• [ASSIGNED TASK]
Write out the full listing again. Make no alterations.

• [TASK MATERIAL]
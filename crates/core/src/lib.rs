pub mod analysis;
pub mod domain;
pub mod engine;
pub mod ingest;
pub mod time;

pub mod config {
    const DEFAULT_PORT: u16 = 5000;
    const DEFAULT_STATIC_DIR: &str = "frontend";
    const DEFAULT_QUOTE_BASE_URL: &str = "https://query1.finance.yahoo.com";
    const DEFAULT_USER_AGENT: &str = "Mozilla/5.0 (Windows NT 10.0; Win64; x64) AppleWebKit/537.36 (KHTML, like Gecko) Chrome/91.0.4472.124 Safari/537.36";
    const DEFAULT_QUOTE_TIMEOUT_SECS: u64 = 6;
    const DEFAULT_QUOTE_RETRIES: u32 = 2;
    const DEFAULT_QUOTE_CONCURRENCY: usize = 4;
    const DEFAULT_INSTRUMENT_TIMEOUT_SECS: u64 = 15;
    const DEFAULT_PER_CLASS: usize = 2;
    const DEFAULT_ASSET_CAP: usize = 8;

    #[derive(Debug, Clone)]
    pub struct Settings {
        pub port: u16,
        pub static_dir: String,
        pub sentry_dsn: Option<String>,
        pub quote_base_url: String,
        pub quote_user_agent: String,
        pub quote_timeout_secs: u64,
        pub quote_retries: u32,
        pub quote_concurrency: usize,
        pub instrument_timeout_secs: u64,
        pub default_per_class: usize,
        pub default_asset_cap: usize,
    }

    impl Default for Settings {
        fn default() -> Self {
            Self {
                port: DEFAULT_PORT,
                static_dir: DEFAULT_STATIC_DIR.to_string(),
                sentry_dsn: None,
                quote_base_url: DEFAULT_QUOTE_BASE_URL.to_string(),
                quote_user_agent: DEFAULT_USER_AGENT.to_string(),
                quote_timeout_secs: DEFAULT_QUOTE_TIMEOUT_SECS,
                quote_retries: DEFAULT_QUOTE_RETRIES,
                quote_concurrency: DEFAULT_QUOTE_CONCURRENCY,
                instrument_timeout_secs: DEFAULT_INSTRUMENT_TIMEOUT_SECS,
                default_per_class: DEFAULT_PER_CLASS,
                default_asset_cap: DEFAULT_ASSET_CAP,
            }
        }
    }

    impl Settings {
        pub fn from_env() -> anyhow::Result<Self> {
            let defaults = Self::default();
            Ok(Self {
                port: parsed_var("PORT").unwrap_or(defaults.port),
                static_dir: non_empty_var("STATIC_DIR").unwrap_or(defaults.static_dir),
                sentry_dsn: non_empty_var("SENTRY_DSN"),
                quote_base_url: non_empty_var("QUOTE_BASE_URL").unwrap_or(defaults.quote_base_url),
                quote_user_agent: non_empty_var("QUOTE_USER_AGENT")
                    .unwrap_or(defaults.quote_user_agent),
                quote_timeout_secs: parsed_var("QUOTE_TIMEOUT_SECS")
                    .unwrap_or(defaults.quote_timeout_secs),
                quote_retries: parsed_var("QUOTE_RETRIES").unwrap_or(defaults.quote_retries),
                quote_concurrency: parsed_var("QUOTE_CONCURRENCY")
                    .unwrap_or(defaults.quote_concurrency),
                instrument_timeout_secs: parsed_var("INSTRUMENT_TIMEOUT_SECS")
                    .unwrap_or(defaults.instrument_timeout_secs),
                default_per_class: parsed_var("DEFAULT_PER_CLASS")
                    .unwrap_or(defaults.default_per_class),
                default_asset_cap: parsed_var("DEFAULT_ASSET_CAP")
                    .unwrap_or(defaults.default_asset_cap),
            })
        }
    }

    fn non_empty_var(key: &str) -> Option<String> {
        std::env::var(key)
            .ok()
            .map(|s| s.trim().to_string())
            .filter(|s| !s.is_empty())
    }

    fn parsed_var<T: std::str::FromStr>(key: &str) -> Option<T> {
        non_empty_var(key).and_then(|s| s.parse::<T>().ok())
    }

}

• [EXERCISE OUTPUT]
filename crates/core/src/lib.rs
pub mod analysis;
pub mod domain;
pub mod engine;
pub mod ingest;
pub mod time;

pub mod config {
    const DEFAULT_PORT: u16 = 5000;
    const DEFAULT_STATIC_DIR: &str = "frontend";
    const DEFAULT_QUOTE_BASE_URL: &str = "https://query1.finance.yahoo.com";
    const DEFAULT_USER_AGENT: &str = "Mozilla/5.0 (Windows NT 10.0; Win64; x64) AppleWebKit/537.36 (KHTML, like Gecko) Chrome/91.0.4472.124 Safari/537.36";
    const DEFAULT_QUOTE_TIMEOUT_SECS: u64 = 6;
    const DEFAULT_QUOTE_RETRIES: u32 = 2;
    const DEFAULT_QUOTE_CONCURRENCY: usize = 4;
    const DEFAULT_INSTRUMENT_TIMEOUT_SECS: u64 = 15;
    const DEFAULT_PER_CLASS: usize = 2;
    const DEFAULT_ASSET_CAP: usize = 8;

    #[derive(Debug, Clone)]
    pub struct Settings {
        pub port: u16,
        pub static_dir: String,
        pub sentry_dsn: Option<String>,
        pub quote_base_url: String,
        pub quote_user_agent: String,
        pub quote_timeout_secs: u64,
        pub quote_retries: u32,
        pub quote_concurrency: usize,
        pub instrument_timeout_secs: u64,
        pub default_per_class: usize,
        pub default_asset_cap: usize,
    }

    impl Default for Settings {
        fn default() -> Self {
            Self {
                port: DEFAULT_PORT,
                static_dir: DEFAULT_STATIC_DIR.to_string(),
                sentry_dsn: None,
                quote_base_url: DEFAULT_QUOTE_BASE_URL.to_string(),
                quote_user_agent: DEFAULT_USER_AGENT.to_string(),
                quote_timeout_secs: DEFAULT_QUOTE_TIMEOUT_SECS,
                quote_retries: DEFAULT_QUOTE_RETRIES,
                quote_concurrency: DEFAULT_QUOTE_CONCURRENCY,
                instrument_timeout_secs: DEFAULT_INSTRUMENT_TIMEOUT_SECS,
                default_per_class: DEFAULT_PER_CLASS,
                default_asset_cap: DEFAULT_ASSET_CAP,
            }
        }
    }

    impl Settings {
        pub fn from_env() -> anyhow::Result<Self> {
            let defaults = Self::default();
            Ok(Self {
                port: parsed_var("PORT").unwrap_or(defaults.port),
                static_dir: non_empty_var("STATIC_DIR").unwrap_or(defaults.static_dir),
                sentry_dsn: non_empty_var("SENTRY_DSN"),
                quote_base_url: non_empty_var("QUOTE_BASE_URL").unwrap_or(defaults.quote_base_url),
                quote_user_agent: non_empty_var("QUOTE_USER_AGENT")
                    .unwrap_or(defaults.quote_user_agent),
                quote_timeout_secs: parsed_var("QUOTE_TIMEOUT_SECS")
                    .unwrap_or(defaults.quote_timeout_secs),
                quote_retries: parsed_var("QUOTE_RETRIES").unwrap_or(defaults.quote_retries),
                quote_concurrency: parsed_var("QUOTE_CONCURRENCY")
                    .unwrap_or(defaults.quote_concurrency),
                instrument_timeout_secs: parsed_var("INSTRUMENT_TIMEOUT_SECS")
                    .unwrap_or(defaults.instrument_timeout_secs),
                default_per_class: parsed_var("DEFAULT_PER_CLASS")
                    .unwrap_or(defaults.default_per_class),
                default_asset_cap: parsed_var("DEFAULT_ASSET_CAP")
                    .unwrap_or(defaults.default_asset_cap),
            })
        }
    }

    fn non_empty_var(key: &str) -> Option<String> {
        std::env::var(key)
            .ok()
            .map(|s| s.trim().to_string())
            .filter(|s| !s.is_empty())
    }

    fn parsed_var<T: std::str::FromStr>(key: &str) -> Option<T> {
        non_empty_var(key).and_then(|s| s.parse::<T>().ok())
    }

}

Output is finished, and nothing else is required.